Jonathan and big sister, Chelsea, in Guangzhou

Then we visited the urologist. I went in to the appointment with high hopes that Jonathan’s file was just a misprint. I had found nothing “wrong” with him visually, and he was potty trained to boot (yay me!). As I waited for the urologist to finish examining him, he noticed the issue. My son had severe hypospadius. I was devastated as I knew this meant surgery – many surgeries. I was completely shocked and crushed for my son. I was angry and felt physically sick when leaving the office.

I stood in the parking lot and looked up to God and said, “You have to help me through this.”

Despair, disbelief, shock – all emotions I had no intention of feeling, as my son had quickly become my little prince. He was the sweetest thing. I felt tears well up and stream down my face. It was an awful, helpless feeling. I had no control over this issue and I knew it.

Today, after 8 surgeries, Jonathan is doing well and is still the sweetest thing. He is gentle and kind and completely a momma’s boy. We made it through – one surgery at a time – with prayers and emotional support from friends and family.

I have felt that helpless feeling many times with a few of our other children. Faced with that feeling, you need to find support from friends. My cyber friends from the adoption community are my first line of defense. They understand me and understand the situations I am living. They have lived them with me or, many times, before me. Having someone to talk to that understands, and does not judge you, is of high importance.

Those negative emotions aren’t pretty, but I am fleshly and so are you. We need to stay strong and create a support network before we are smack in the middle of the hard stuff. Hindsight is 20/20 and I suggest lining up someone to talk to when you get home. Search for “post adoption support groups” in your area or on social media. Facebook has several groups you can join for post adoption support. In fact, join them now and read, read, read! The more educated you are about the emotional things you are going to go through, the better you will deal with them as they occur.

One more thing: Take care of you.

Do what you need to do months in advance to get yourself well rested and healthy. Stress can cause a whole bunch of yucky emotions and bodily illness. Try to carve out 30 minutes a day for a walk or just sitting on the couch relaxing (yoga, stretching, meditation, prayer). Burning the candle at both ends does no one any good when you need to pull from your reserves during your trip, and after your homecoming.

Lastly, do all you can to prepare and educate yourself about adopting. Read blogs, books, and pick your adoptive friends’ brains. I firmly believe you will have some of the emotions mentioned above; but, with preparation, you will be able to handle the emotions in a healthy manner knowing we are all cheering for you.

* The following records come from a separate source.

// 既定のソースディレクトリ（プロジェクトルートからの相対パス）
pub const DEFAULT_SOURCE_DIR: &str = "public";

// 派生画像の品質設定
pub const WEBP_QUALITY: u8 = 82;  // 写真向けの中程度圧縮
pub const AVIF_QUALITY: u8 = 50;  // 圧縮効率が高いため低めでも同等の見た目
pub const AVIF_SPEED: u8 = 6;     // 1(遅い・高圧縮) 〜 10(速い)

// 画像サイズ制限（DoS防止）
pub const MAX_IMAGE_DIMENSION: u32 = 65535;      // 最大辺長
pub const MAX_PIXEL_COUNT: u64 = 100_000_000;    // 最大ピクセル数（100メガピクセル）

// 対象とするソース拡張子（小文字で比較）
pub const SOURCE_EXTENSIONS: &[&str] = &["jpg", "jpeg"];
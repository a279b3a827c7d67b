use std::path::PathBuf;
use anyhow::Context;
use clap::Parser;
use image_derivatives::constants::DEFAULT_SOURCE_DIR;
use image_derivatives::{run_with_config, OptimizeConfig};
use tracing_subscriber::EnvFilter;

/// JPEGからWebP/AVIFの派生画像を生成する（更新が必要なものだけ）
#[derive(Parser, Debug)]
#[command(name = "optimize-images", version, about)]
struct Cli {
    /// ソースディレクトリ
    #[arg(default_value = DEFAULT_SOURCE_DIR)]
    source_dir: PathBuf,

    /// 並列ワーカー数（0 = CPU数、1 = 逐次）
    #[arg(short, long, default_value_t = 0)]
    jobs: usize,

    /// 書き込みを行わず、再生成が必要なものだけ表示する
    #[arg(long)]
    dry_run: bool,

    /// ログを詳細にする（-v: debug, -vv: trace）
    #[arg(short, long, action = clap::ArgAction::Count)]
    verbose: u8,
}

fn init_tracing(verbose: u8) {
    let level = match verbose {
        0 => "info",
        1 => "debug",
        _ => "trace",
    };
    let filter = EnvFilter::try_from_default_env().unwrap_or_else(|_| EnvFilter::new(level));

    tracing_subscriber::fmt()
        .with_env_filter(filter)
        .with_target(false)
        .with_writer(std::io::stderr)
        .init();
}

fn optimize(cli: &Cli) -> anyhow::Result<()> {
    let config = OptimizeConfig {
        source_dir: cli.source_dir.clone(),
        jobs: cli.jobs,
        dry_run: cli.dry_run,
    };

    let summary = run_with_config(&config)
        .with_context(|| format!("processing {}", config.source_dir.display()))?;

    println!("{}", summary.message());
    Ok(())
}

fn main() {
    let cli = Cli::parse();
    init_tracing(cli.verbose);

    if let Err(e) = optimize(&cli) {
        eprintln!("Failed to optimize images: {:#}", e);
        std::process::exit(1);
    }
}
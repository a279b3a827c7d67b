use std::path::Path;
use crate::constants::{MAX_IMAGE_DIMENSION, MAX_PIXEL_COUNT, SOURCE_EXTENSIONS};
use crate::error::{OptimizeError, Result};

// デコード済みソースのサイズ検証（巨大画像でエンコーダを詰まらせない）
pub fn validate_dimensions(path: &Path, width: u32, height: u32) -> Result<()> {
    let invalid = |message: String| OptimizeError::InvalidDimensions {
        path: path.to_path_buf(),
        message,
    };

    if width == 0 || height == 0 {
        return Err(invalid(format!("empty image ({}x{})", width, height)));
    }
    let longest = width.max(height);
    if longest > MAX_IMAGE_DIMENSION {
        return Err(invalid(format!(
            "edge of {} px exceeds {}",
            longest, MAX_IMAGE_DIMENSION
        )));
    }
    let pixel_count = u64::from(width) * u64::from(height);
    if pixel_count > MAX_PIXEL_COUNT {
        return Err(invalid(format!(
            "{} pixels exceeds {}",
            pixel_count, MAX_PIXEL_COUNT
        )));
    }
    Ok(())
}

// ソース対象の拡張子か（大文字小文字を区別しない）
pub fn is_source_extension(ext: &str) -> bool {
    let ext = ext.to_ascii_lowercase();
    SOURCE_EXTENSIONS.contains(&ext.as_str())
}

/// JPEGソースとして扱うパスか
///
/// 拡張子だけを見る。ベース名はUTF-8でなくてもよい。
/// `.jpg` のような拡張子のみのファイル名は対象外。
pub fn is_source_path(path: &Path) -> bool {
    let has_stem = path.file_stem().is_some_and(|s| !s.is_empty());
    let ext_matches = path
        .extension()
        .and_then(|e| e.to_str())
        .is_some_and(is_source_extension);
    has_stem && ext_matches
}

The adoption community is second to none when an adoptive mommy needs help or celebrates a victory! So, when you disembark from the roller coaster and come home to a wildly swinging mobile, know you are experiencing all the things we have experienced. You are not alone in your jubilation and in your fear. You are not alone in your gratitude and in your doubt.

Emotions are natural and very real when walking this journey of adoption. I pray you feel encouraged and equipped as you move forward.

– guest post by Kelly Rumbaugh

One response to “Coming Home: All the Feelings”

  1. MomtoJADE says:

    Thank you, Kelli, for your words of encouragement to the emotional journey that new adoptive moms have to endure. The wisdom of preparing the months before by self care is such a good reminder.